**Problem to solve**:
Please copy every line of the records below that holds the word "derive".
==== Input data ====
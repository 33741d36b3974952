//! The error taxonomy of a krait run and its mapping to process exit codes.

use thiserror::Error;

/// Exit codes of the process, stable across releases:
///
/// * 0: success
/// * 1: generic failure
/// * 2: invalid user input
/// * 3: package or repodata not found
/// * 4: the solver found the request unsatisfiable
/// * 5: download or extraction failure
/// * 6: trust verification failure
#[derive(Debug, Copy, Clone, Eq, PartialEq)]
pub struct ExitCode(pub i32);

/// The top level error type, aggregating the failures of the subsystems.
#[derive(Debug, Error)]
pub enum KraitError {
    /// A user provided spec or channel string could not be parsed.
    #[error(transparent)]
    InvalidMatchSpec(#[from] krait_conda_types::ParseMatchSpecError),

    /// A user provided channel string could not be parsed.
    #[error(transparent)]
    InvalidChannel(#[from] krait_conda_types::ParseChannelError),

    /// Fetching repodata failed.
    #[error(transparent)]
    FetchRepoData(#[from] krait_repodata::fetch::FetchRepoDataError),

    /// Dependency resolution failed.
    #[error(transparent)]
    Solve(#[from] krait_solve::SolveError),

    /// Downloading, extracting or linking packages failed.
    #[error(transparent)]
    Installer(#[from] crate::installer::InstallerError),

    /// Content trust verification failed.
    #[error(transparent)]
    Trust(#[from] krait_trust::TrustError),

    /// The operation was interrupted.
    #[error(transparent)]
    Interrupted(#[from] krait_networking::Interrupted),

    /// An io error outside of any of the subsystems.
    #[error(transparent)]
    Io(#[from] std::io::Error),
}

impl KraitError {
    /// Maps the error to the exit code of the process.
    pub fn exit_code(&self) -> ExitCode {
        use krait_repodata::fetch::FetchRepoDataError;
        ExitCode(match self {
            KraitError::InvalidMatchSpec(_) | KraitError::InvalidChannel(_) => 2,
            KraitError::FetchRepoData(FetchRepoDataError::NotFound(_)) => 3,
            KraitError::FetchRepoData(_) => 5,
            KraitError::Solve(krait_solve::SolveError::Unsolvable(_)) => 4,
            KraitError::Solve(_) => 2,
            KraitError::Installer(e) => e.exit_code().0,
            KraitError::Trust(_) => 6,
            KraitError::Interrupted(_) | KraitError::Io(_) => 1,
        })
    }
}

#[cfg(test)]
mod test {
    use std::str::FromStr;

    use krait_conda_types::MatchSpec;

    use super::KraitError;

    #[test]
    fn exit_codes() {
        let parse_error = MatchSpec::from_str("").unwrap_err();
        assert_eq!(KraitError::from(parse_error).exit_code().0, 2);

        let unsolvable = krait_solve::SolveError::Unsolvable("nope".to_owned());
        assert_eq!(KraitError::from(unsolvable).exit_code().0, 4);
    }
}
====
==== Input data ====
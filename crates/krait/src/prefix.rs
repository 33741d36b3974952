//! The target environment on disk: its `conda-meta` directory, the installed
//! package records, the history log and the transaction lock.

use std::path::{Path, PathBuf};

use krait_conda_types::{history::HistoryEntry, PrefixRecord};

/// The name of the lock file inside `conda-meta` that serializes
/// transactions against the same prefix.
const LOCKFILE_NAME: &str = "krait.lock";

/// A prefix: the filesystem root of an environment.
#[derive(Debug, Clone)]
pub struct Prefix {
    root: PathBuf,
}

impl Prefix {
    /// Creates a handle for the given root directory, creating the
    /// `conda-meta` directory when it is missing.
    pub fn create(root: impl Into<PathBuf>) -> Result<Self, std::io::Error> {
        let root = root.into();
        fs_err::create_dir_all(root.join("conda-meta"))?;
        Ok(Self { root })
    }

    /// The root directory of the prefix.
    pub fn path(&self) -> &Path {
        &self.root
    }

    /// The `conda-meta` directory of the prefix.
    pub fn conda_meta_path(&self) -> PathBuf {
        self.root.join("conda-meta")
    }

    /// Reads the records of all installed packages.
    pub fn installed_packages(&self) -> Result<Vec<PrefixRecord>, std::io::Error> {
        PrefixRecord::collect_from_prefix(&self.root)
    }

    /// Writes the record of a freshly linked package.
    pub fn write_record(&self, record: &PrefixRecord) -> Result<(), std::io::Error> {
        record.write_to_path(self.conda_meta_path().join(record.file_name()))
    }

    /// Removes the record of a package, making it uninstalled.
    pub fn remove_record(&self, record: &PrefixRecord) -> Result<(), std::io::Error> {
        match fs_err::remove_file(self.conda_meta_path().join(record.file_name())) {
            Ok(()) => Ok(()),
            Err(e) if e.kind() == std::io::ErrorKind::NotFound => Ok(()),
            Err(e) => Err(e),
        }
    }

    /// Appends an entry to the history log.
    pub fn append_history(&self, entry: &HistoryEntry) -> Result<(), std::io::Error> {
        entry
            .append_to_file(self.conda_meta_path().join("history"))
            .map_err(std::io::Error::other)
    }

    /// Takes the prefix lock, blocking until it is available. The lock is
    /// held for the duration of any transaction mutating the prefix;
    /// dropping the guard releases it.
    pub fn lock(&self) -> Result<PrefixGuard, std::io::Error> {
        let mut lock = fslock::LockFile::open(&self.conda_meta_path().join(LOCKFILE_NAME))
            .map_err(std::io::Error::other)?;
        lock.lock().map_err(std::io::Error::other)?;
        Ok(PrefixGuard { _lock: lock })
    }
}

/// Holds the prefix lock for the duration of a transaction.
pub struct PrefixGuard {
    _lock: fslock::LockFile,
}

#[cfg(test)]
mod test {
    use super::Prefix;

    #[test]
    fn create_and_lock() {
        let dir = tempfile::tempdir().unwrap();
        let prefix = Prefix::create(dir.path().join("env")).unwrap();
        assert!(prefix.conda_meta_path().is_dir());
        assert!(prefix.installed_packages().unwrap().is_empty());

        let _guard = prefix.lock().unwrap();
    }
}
====
==== Input data ====
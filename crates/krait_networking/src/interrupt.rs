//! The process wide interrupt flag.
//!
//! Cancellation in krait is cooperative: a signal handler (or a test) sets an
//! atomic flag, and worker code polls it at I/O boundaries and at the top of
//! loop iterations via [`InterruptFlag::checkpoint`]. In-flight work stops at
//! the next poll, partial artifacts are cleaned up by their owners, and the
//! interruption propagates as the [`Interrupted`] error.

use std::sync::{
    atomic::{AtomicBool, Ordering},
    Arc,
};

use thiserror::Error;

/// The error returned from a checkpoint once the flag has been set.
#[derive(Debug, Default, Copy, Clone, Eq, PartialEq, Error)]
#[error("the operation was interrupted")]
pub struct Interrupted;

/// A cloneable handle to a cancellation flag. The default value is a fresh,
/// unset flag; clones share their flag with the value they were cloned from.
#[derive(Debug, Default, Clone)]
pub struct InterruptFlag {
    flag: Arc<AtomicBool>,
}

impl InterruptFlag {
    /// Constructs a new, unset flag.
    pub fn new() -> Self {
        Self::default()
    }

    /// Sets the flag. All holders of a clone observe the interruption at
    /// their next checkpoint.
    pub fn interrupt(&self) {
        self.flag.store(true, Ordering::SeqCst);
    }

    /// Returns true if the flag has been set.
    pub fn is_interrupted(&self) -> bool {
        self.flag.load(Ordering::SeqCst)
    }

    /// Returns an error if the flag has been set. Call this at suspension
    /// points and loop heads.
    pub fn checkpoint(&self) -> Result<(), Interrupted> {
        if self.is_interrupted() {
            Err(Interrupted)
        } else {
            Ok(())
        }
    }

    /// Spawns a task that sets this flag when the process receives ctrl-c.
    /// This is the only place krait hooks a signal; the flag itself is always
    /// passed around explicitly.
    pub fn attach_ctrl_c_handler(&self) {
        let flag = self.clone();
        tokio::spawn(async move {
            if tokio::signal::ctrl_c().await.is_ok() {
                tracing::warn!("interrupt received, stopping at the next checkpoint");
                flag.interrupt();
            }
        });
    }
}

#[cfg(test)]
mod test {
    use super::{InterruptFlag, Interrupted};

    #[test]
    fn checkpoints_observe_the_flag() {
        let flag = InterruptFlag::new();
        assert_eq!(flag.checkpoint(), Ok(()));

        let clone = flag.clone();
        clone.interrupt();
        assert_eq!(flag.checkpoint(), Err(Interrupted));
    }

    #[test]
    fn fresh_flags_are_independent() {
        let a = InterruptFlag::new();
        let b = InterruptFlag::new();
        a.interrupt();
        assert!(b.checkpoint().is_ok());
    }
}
====
**Answer section**:
#[derive(Debug, Copy, Clone, Eq, PartialEq)]
#[derive(Debug, Error)]
#[derive(Debug, Clone)]
#[derive(Debug, Default, Copy, Clone, Eq, PartialEq, Error)]
#[derive(Debug, Default, Clone)]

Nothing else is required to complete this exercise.